12-1:15pm Southern Komfort Brass Band

Brass bands may be mostly identified with New Orleans, but Southern Komfort brings its own spin to the tradition, drawing on ideas from the musicians’ hometown of Jackson, Miss., and beyond. Expect to hear standards and anthems from the Crescent City’s second line parades, but also horn-heavy new arrangements of tunes by a wide gamut that includes Rick James, The Isley Brothers, R.L. Burnside and Z.Z. Hill. Their original tunes, especially “Make You Sweat” and “Rock Like Us” have also kept parties jumping. Formed in 2010, the nine-piece ensemble has enlivened festivals and clubs throughout the region and has no shortage of fans back home, including multiple wins of the Best Of Jackson Award as Best Original Band from the Jackson Free Press. (AC)
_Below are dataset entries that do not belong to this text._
//! Action ordering and speed ties.

use std::cmp::Ordering;

use rand::seq::SliceRandom;
use rand::RngCore;

use super::Action;
use crate::conditions::Status;
use crate::damage::Modifier;
use crate::field::Field;
use crate::moves::MoveId;
use crate::rules::Ruleset;
use crate::state::{BattleState, Combatant, CombatantRef, SideId};
use crate::stats::{apply_boost, BattleStat, BoostStat};

/// Speed after stages, paralysis and ability multipliers.
pub fn effective_speed(combatant: &Combatant, field: &Field, rules: &Ruleset) -> u16 {
    let mut speed = apply_boost(
        combatant.stat(BattleStat::Spe),
        combatant.boosts.get(BoostStat::Spe),
    );
    if combatant.status_id() == Some(Status::Paralysis) {
        speed /= rules.paralysis_speed_divisor.max(1) as u16;
    }
    let factor = combatant
        .ability
        .hooks()
        .on_modify_speed
        .map_or(Modifier::ONE, |hook| hook(combatant, field));
    factor.apply(speed as u32).min(u16::MAX as u32) as u16
}

/// An action waiting to execute, with its sort keys fixed at queue time.
#[derive(Clone, Copy, Debug, PartialEq, Eq)]
pub struct Queued {
    pub side: SideId,
    pub action: Action,
    pub priority: i8,
    pub speed: u16,
}

impl Queued {
    pub fn new(state: &BattleState, side: SideId, action: Action) -> Self {
        let active = state.active(side);
        let priority = match action {
            Action::Move(slot) => active
                .move_id(slot as usize)
                .map_or(0, |id| id.data().priority),
            Action::Struggle => MoveId::Struggle.data().priority,
            Action::Switch(_) | Action::Pass => 0,
        };
        Self {
            side,
            action,
            priority,
            speed: effective_speed(active, &state.field, &state.rules),
        }
    }
}

/// Faster first; Trick Room reverses.
fn by_speed(a: u16, b: u16, trick_room: bool) -> Ordering {
    if trick_room {
        a.cmp(&b)
    } else {
        b.cmp(&a)
    }
}

/// Switches, then priority bracket, then speed.
fn compare(a: &Queued, b: &Queued, trick_room: bool) -> Ordering {
    b.action
        .is_switch()
        .cmp(&a.action.is_switch())
        .then_with(|| b.priority.cmp(&a.priority))
        .then_with(|| by_speed(a.speed, b.speed, trick_room))
}

/// Stable sort by `cmp`, then shuffle each run of exactly tied entries.
///
/// Draws from the RNG only when a tie exists.
pub fn sort_with_ties<T, F>(items: &mut [T], cmp: F, rng: &mut dyn RngCore)
where
    F: Fn(&T, &T) -> Ordering,
{
    items.sort_by(&cmp);

    let mut start = 0;
    while start < items.len() {
        let mut end = start + 1;
        while end < items.len() && cmp(&items[start], &items[end]) == Ordering::Equal {
            end += 1;
        }
        if end - start > 1 {
            items[start..end].shuffle(rng);
        }
        start = end;
    }
}

/// Execution order for this turn's actions. Evaluated once, before any
/// action runs.
pub fn order_actions(state: &BattleState, actions: [(SideId, Action); 2], rng: &mut dyn RngCore) -> Vec<Queued> {
    let trick_room = state.field.trick_room();
    let mut queue: Vec<Queued> = actions
        .into_iter()
        .map(|(side, action)| Queued::new(state, side, action))
        .collect();
    sort_with_ties(&mut queue, |a, b| compare(a, b, trick_room), rng);
    queue
}

/// Active combatants, fastest first (slowest under Trick Room).
pub fn speed_order(state: &BattleState, rng: &mut dyn RngCore) -> Vec<CombatantRef> {
    let trick_room = state.field.trick_room();
    let mut entries: Vec<(CombatantRef, u16)> = SideId::BOTH
        .iter()
        .map(|&side| {
            let active = state.active(side);
            (
                state.active_ref(side),
                effective_speed(active, &state.field, &state.rules),
            )
        })
        .collect();
    sort_with_ties(&mut entries, |a, b| by_speed(a.1, b.1, trick_room), rng);
    entries.into_iter().map(|(r, _)| r).collect()
}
1:30-2:45pm Jonathan Ellison and the RAS Blues Band

Growing up in Tennessee, Jonathan Ellison sang in Southern churches as part of The Ellison Family gospel group. While he got into different kinds of music while studying at the University of Memphis, he always maintained the inflections and aesthetics of his earliest years. Ellison’s strong emotional force comes across in his deeply resonant guitar playing and conscious lyrics, especially in “I Bleed Red Just Like You,” a poignant plea for racial harmony. But he also writes about such eternal themes as falling in and out of love. The blues community has embraced his voice and he was a key player with the B.B. King Allstars. He also served as Denise LaSalle’s musical director and lead guitarist until her passing in 2018. The following year he received the prestigious W.C. Handy Heritage Award and continued touring with his RAS Blues Band. This year he will release the self defining album Rhythm and Soul Blues Man. (AC)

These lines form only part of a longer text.